Another specific point where (to my surprise) I found myself closer to Trump than to Bolton was the question of the planned Nord Stream 2 gas pipeline from Russia to Germany through the Baltic. It seems to me that this project dangerously increases Russian influence in the EU's energy market, and that there are many questions to be asked about it. Trump's hostility to it is more visceral, but comes from a similar suspicion of Russia (he is not as pro-Russian as some like to depict him, at least from Bolton's account). Bolton doesn't spell out his own position, but makes it clear that he disapproves of the extent to which Trump's attitude to Germany and to Angela Merkel is driven by this one issue.

I had hoped to see some discussion of a situation where I know Bolton's views are closer to mine than either of us is to the mainstream of EU and US foreign policy - the Western Sahara, where he worked with James Baker at the time when he came close to solving the comflict with Morocco. I had heard through the grapevine that he was exerting some pressure on Morocco at the time, but this may have been wishful thinking - there is no mention of it in the book, which suggests both that Bolton has moved on and that he did nothing about it when in the NSC, let alone bring it to Trump's attention.

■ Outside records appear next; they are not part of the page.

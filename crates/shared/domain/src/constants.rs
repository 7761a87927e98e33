//! Domain-level constants.
//!
//! These constants define business rules and validation requirements.

// =============================================================================
// User Name
// =============================================================================

/// Minimum user name length, in Unicode code points
pub const MIN_NAME_LENGTH: usize = 3;

/// Maximum user name length, in Unicode code points
pub const MAX_NAME_LENGTH: usize = 20;

// =============================================================================
// Email
// =============================================================================

/// `local-part@domain` with no whitespace or extra `@`, and a dot in the domain
pub const EMAIL_PATTERN: &str = r"^[^\s@]+@[^\s@]+\.[^\s@]+$";

/// Maximum email length, in Unicode code points
pub const MAX_EMAIL_LENGTH: usize = 255;

// =============================================================================
// Identifier
// =============================================================================

/// Length of a generated identifier in its hyphenated form
pub const GENERATED_ID_LENGTH: usize = 36;
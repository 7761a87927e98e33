//! User domain entity and related types.

use std::hash::{Hash, Hasher};

use serde::Serialize;

use crate::email::Email;
use crate::user_id::UserId;
use crate::user_name::UserName;

/// User domain entity.
///
/// Identity is the [`UserId`] alone: two `User` values with the same id are
/// the same user even if their name or email differ in memory. The id never
/// changes; name and email are replaced wholesale through
/// [`User::change_name`] and [`User::change_email`].
#[derive(Debug, Clone)]
pub struct User {
    id: UserId,
    name: UserName,
    email: Email,
}

impl User {
    /// Create a new, not yet persisted user with a freshly generated id.
    pub fn create(name: UserName, email: Email) -> Self {
        Self {
            id: UserId::generate(),
            name,
            email,
        }
    }

    /// Rebuild a user from known parts, e.g. a stored row.
    pub fn restore(id: UserId, name: UserName, email: Email) -> Self {
        Self { id, name, email }
    }

    pub fn id(&self) -> &UserId {
        &self.id
    }

    pub fn name(&self) -> &UserName {
        &self.name
    }

    pub fn email(&self) -> &Email {
        &self.email
    }

    /// Replace the user's name. Persisting the change is the caller's job.
    pub fn change_name(&mut self, name: UserName) {
        self.name = name;
    }

    /// Replace the user's email. Persisting the change is the caller's job.
    pub fn change_email(&mut self, email: Email) {
        self.email = email;
    }
}

impl PartialEq for User {
    fn eq(&self, other: &Self) -> bool {
        self.id == other.id
    }
}

impl Eq for User {}

impl Hash for User {
    fn hash<H: Hasher>(&self, state: &mut H) {
        self.id.hash(state);
    }
}

/// User response (safe to return to client)
#[derive(Debug, Clone, PartialEq, Eq, Serialize)]
pub struct UserResponse {
    /// Unique user identifier
    pub id: String,
    /// User display name
    pub name: String,
    /// User email address
    pub email: String,
}

impl From<User> for UserResponse {
    fn from(user: User) -> Self {
        Self {
            id: user.id.into_inner(),
            name: user.name.into_inner(),
            email: user.email.into_inner(),
        }
    }
}

impl From<&User> for UserResponse {
    fn from(user: &User) -> Self {
        Self {
            id: user.id.as_str().to_string(),
            name: user.name.as_str().to_string(),
            email: user.email.as_str().to_string(),
        }
    }
}

#[cfg(test)]
mod tests {
    use std::collections::HashSet;

    use super::*;

    fn name(s: &str) -> UserName {
        UserName::new(s).unwrap()
    }

    fn email(s: &str) -> Email {
        Email::new(s).unwrap()
    }

    #[test]
    fn test_create_generates_distinct_ids() {
        let a = User::create(name("alice"), email("alice@x.com"));
        let b = User::create(name("alice"), email("alice@x.com"));

        assert_ne!(a.id(), b.id());
        assert_ne!(a, b);
    }

    #[test]
    fn test_restore_keeps_id() {
        let id = UserId::new("fixed-id").unwrap();
        let user = User::restore(id.clone(), name("alice"), email("alice@x.com"));

        assert_eq!(user.id(), &id);
        assert_eq!(user.name().as_str(), "alice");
        assert_eq!(user.email().as_str(), "alice@x.com");
    }

    #[test]
    fn test_equality_uses_id_only() {
        let id = UserId::new("same-id").unwrap();
        let a = User::restore(id.clone(), name("alice"), email("alice@x.com"));
        let b = User::restore(id, name("bob"), email("bob@y.com"));

        assert_eq!(a, b);

        let set: HashSet<User> = [a, b].into_iter().collect();
        assert_eq!(set.len(), 1);
    }

    #[test]
    fn test_change_name_and_email_keep_identity() {
        let mut user = User::create(name("alice"), email("alice@x.com"));
        let before = user.clone();

        user.change_name(name("alicia"));
        user.change_email(email("alicia@x.com"));

        assert_eq!(user, before);
        assert_eq!(user.id(), before.id());
        assert_eq!(user.name().as_str(), "alicia");
        assert_eq!(user.email().as_str(), "alicia@x.com");
        // the clone still holds the old values
        assert_eq!(before.name().as_str(), "alice");
    }

    #[test]
    fn test_user_response_serializes() {
        let user = User::restore(
            UserId::new("id-1").unwrap(),
            name("alice"),
            email("alice@x.com"),
        );
        let json = serde_json::to_value(UserResponse::from(&user)).unwrap();

        assert_eq!(
            json,
            serde_json::json!({ "id": "id-1", "name": "alice", "email": "alice@x.com" })
        );
    }
}
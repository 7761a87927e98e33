//! Email value object.

use std::fmt;

use once_cell::sync::Lazy;
use regex::Regex;

use crate::constants::{EMAIL_PATTERN, MAX_EMAIL_LENGTH};
use crate::error::{DomainError, DomainResult};

static EMAIL_RE: Lazy<Regex> = Lazy::new(|| Regex::new(EMAIL_PATTERN).expect("valid email regex"));

/// A validated `local-part@domain` email address.
///
/// Neither part may contain whitespace or `@`, and the domain must contain
/// at least one dot. The address is kept exactly as supplied; no case
/// folding is applied.
#[derive(Debug, Clone, PartialEq, Eq, Hash)]
pub struct Email(String);

impl Email {
    /// Validate and wrap an email address.
    ///
    /// # Errors
    /// Returns a validation error if the address is empty, longer than
    /// [`MAX_EMAIL_LENGTH`] characters or malformed.
    pub fn new(value: impl Into<String>) -> DomainResult<Self> {
        let value = value.into();

        if value.is_empty() {
            return Err(DomainError::validation("Email is required"));
        }
        if value.chars().count() > MAX_EMAIL_LENGTH {
            return Err(DomainError::validation(format!(
                "Email must be at most {} characters",
                MAX_EMAIL_LENGTH
            )));
        }
        if !EMAIL_RE.is_match(&value) {
            return Err(DomainError::validation("Email format is invalid"));
        }

        Ok(Self(value))
    }

    /// Part before the `@`.
    pub fn local_part(&self) -> &str {
        self.split().0
    }

    /// Part after the `@`.
    pub fn domain(&self) -> &str {
        self.split().1
    }

    pub fn as_str(&self) -> &str {
        &self.0
    }

    pub fn into_inner(self) -> String {
        self.0
    }

    fn split(&self) -> (&str, &str) {
        // Construction guarantees exactly one '@'.
        self.0.split_once('@').unwrap_or((self.0.as_str(), ""))
    }
}

impl fmt::Display for Email {
    fn fmt(&self, f: &mut fmt::Formatter<'_>) -> fmt::Result {
        f.write_str(&self.0)
    }
}

impl TryFrom<String> for Email {
    type Error = DomainError;

    fn try_from(value: String) -> DomainResult<Self> {
        Self::new(value)
    }
}

impl TryFrom<&str> for Email {
    type Error = DomainError;

    fn try_from(value: &str) -> DomainResult<Self> {
        Self::new(value)
    }
}

impl From<Email> for String {
    fn from(email: Email) -> Self {
        email.0
    }
}

#[cfg(test)]
mod tests {
    use super::*;

    #[test]
    fn test_valid_addresses() {
        for input in ["a@b.c", "user@example.com", "first.last+tag@mail.example.org"] {
            let email = Email::new(input).unwrap();
            assert_eq!(email.as_str(), input);
        }
    }

    #[test]
    fn test_invalid_addresses() {
        for input in [
            "",
            "abc",
            "a@b",
            "@b.c",
            "a@.",
            "a@@b.c",
            "a@b@c.d",
            "a b@c.d",
            "a@b .c",
            "a@b.c ",
            "a@b.",
        ] {
            assert!(
                matches!(Email::new(input), Err(DomainError::Validation(_))),
                "{input:?} should be rejected"
            );
        }
    }

    #[test]
    fn test_length_limit() {
        // "@x.com" is 6 characters
        let longest = format!("{}@x.com", "a".repeat(MAX_EMAIL_LENGTH - 6));
        assert!(Email::new(longest).is_ok());

        let too_long = format!("{}@x.com", "a".repeat(MAX_EMAIL_LENGTH - 5));
        let err = Email::new(too_long).unwrap_err();
        assert_eq!(
            err,
            DomainError::validation(format!("Email must be at most {} characters", MAX_EMAIL_LENGTH))
        );
    }

    #[test]
    fn test_parts() {
        let email = Email::new("user@example.com").unwrap();

        assert_eq!(email.local_part(), "user");
        assert_eq!(email.domain(), "example.com");
    }

    #[test]
    fn test_equality_by_value() {
        let a = Email::new("user@example.com").unwrap();
        let b = Email::try_from("user@example.com").unwrap();
        let c = Email::try_from("User@example.com").unwrap();

        assert_eq!(a, b);
        assert_ne!(a, c);
    }
}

Bolton ends by going into some detail on the impeachment process (which happened after he resigned in September 2019). Both left and right have attacked him for his behaviour here (he did not offer evidence to the House, but made himself available to the Senate, which did not avail itself of the offer). I found it difficult to get excited about the impeachment at the time - it was always clear that a supine Senate was going to acquit Trump, and truth be told the case was not as solid as it would have needed to be even in less partisan times. I also found it difficult to get excited by Bolton's account except to observe that his conscience clearly does trouble him, otherwise he would not have written at such length (and comparatively less lucidly than the rest of the book).

I'm not going to put an Amazon link here as I usually do, because I did not pay for my own copy of the book and I don't especially enourage others to do so. But it is an interesting read, at least for those who are as wonkish as I am about international politics.